At RCUK, there are only a few of us working on this project. We don’t have social teams, paid teams, or web teams – all of those enquiries come to me. It’s essential that I can put a clear time management plan together to avoid becoming overloaded.

Own your size

As a smaller charity, we don’t have as much brand recognition, reach or capacity as our partners. But that’s not a negative; we embrace our ability to bring health charities, ambulance services and smaller groups together for a large-scale campaign.

To prevent us from overcommitting to work, we ensure our partners are aware of our resource limitations from the outset. Don’t let pride get in the way of practicality. Be clear about what you need your partners to do and welcome the strengths and contributions of others.

We also keep this in mind when working with grassroots organisations and individual advocates who get involved on the day. We provide a Supporters Pack, so they can participate without needing to do lots of work.

Collaborate – don’t compete

When you measure the success of a collaborative campaign, it’s about the shared wins, not comparing who did it best.

After each campaign, we present a report, which every partner organisation feeds into. Previously, every organisation has contributed a separate update, but we’re hoping to collate this shared insight into core KPI themes. We’re doing this to better understand the impact of our shared efforts and where activity and resource was focused.

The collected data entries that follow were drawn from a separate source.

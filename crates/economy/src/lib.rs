//! Tick-based economy: production, offline rewards, building actions,
//! persistence, and the player session service.

pub mod actions;
pub mod engine;
pub mod offline;
pub mod persistence;
pub mod production;
pub mod service;

pub use engine::*;
pub use offline::*;
pub use persistence::*;
pub use production::*;
pub use service::*;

It’s important to keep the wider campaign perspective in mind when analysing. Your small charity might not have the biggest numbers to report, but there’s still value to contributing to the wider goal. While they always spike on campaign day, our Twitter impressions are tiny compared to the wider hashtag data. But that means we did our job right – everyone must have been talking about the campaign!

Keep the momentum

After the campaign ends, we use the networks we’ve built and the insight we’ve gathered to support each other’s campaigns throughout the year.

A week after Restart a Heart 2021, we supported the launch of a campaign encouraging defibrillator guardians to register their defibrillators on The Circuit – the national defibrillator network. The working group for that project, led by BHF, featured many people who also worked on Restart a Heart. This continued collaboration makes it clear that we’re on an ongoing mission to work together and save lives.

It won’t be long until we’re thinking about Restart a Heart 2022. We want to increase the diversity and accessibility of our campaign output. So we’re looking for more partners who can connect us to communities with diverse experiences and needs. We also want charities who are passionate about community and can help us expand our outreach in the years to come.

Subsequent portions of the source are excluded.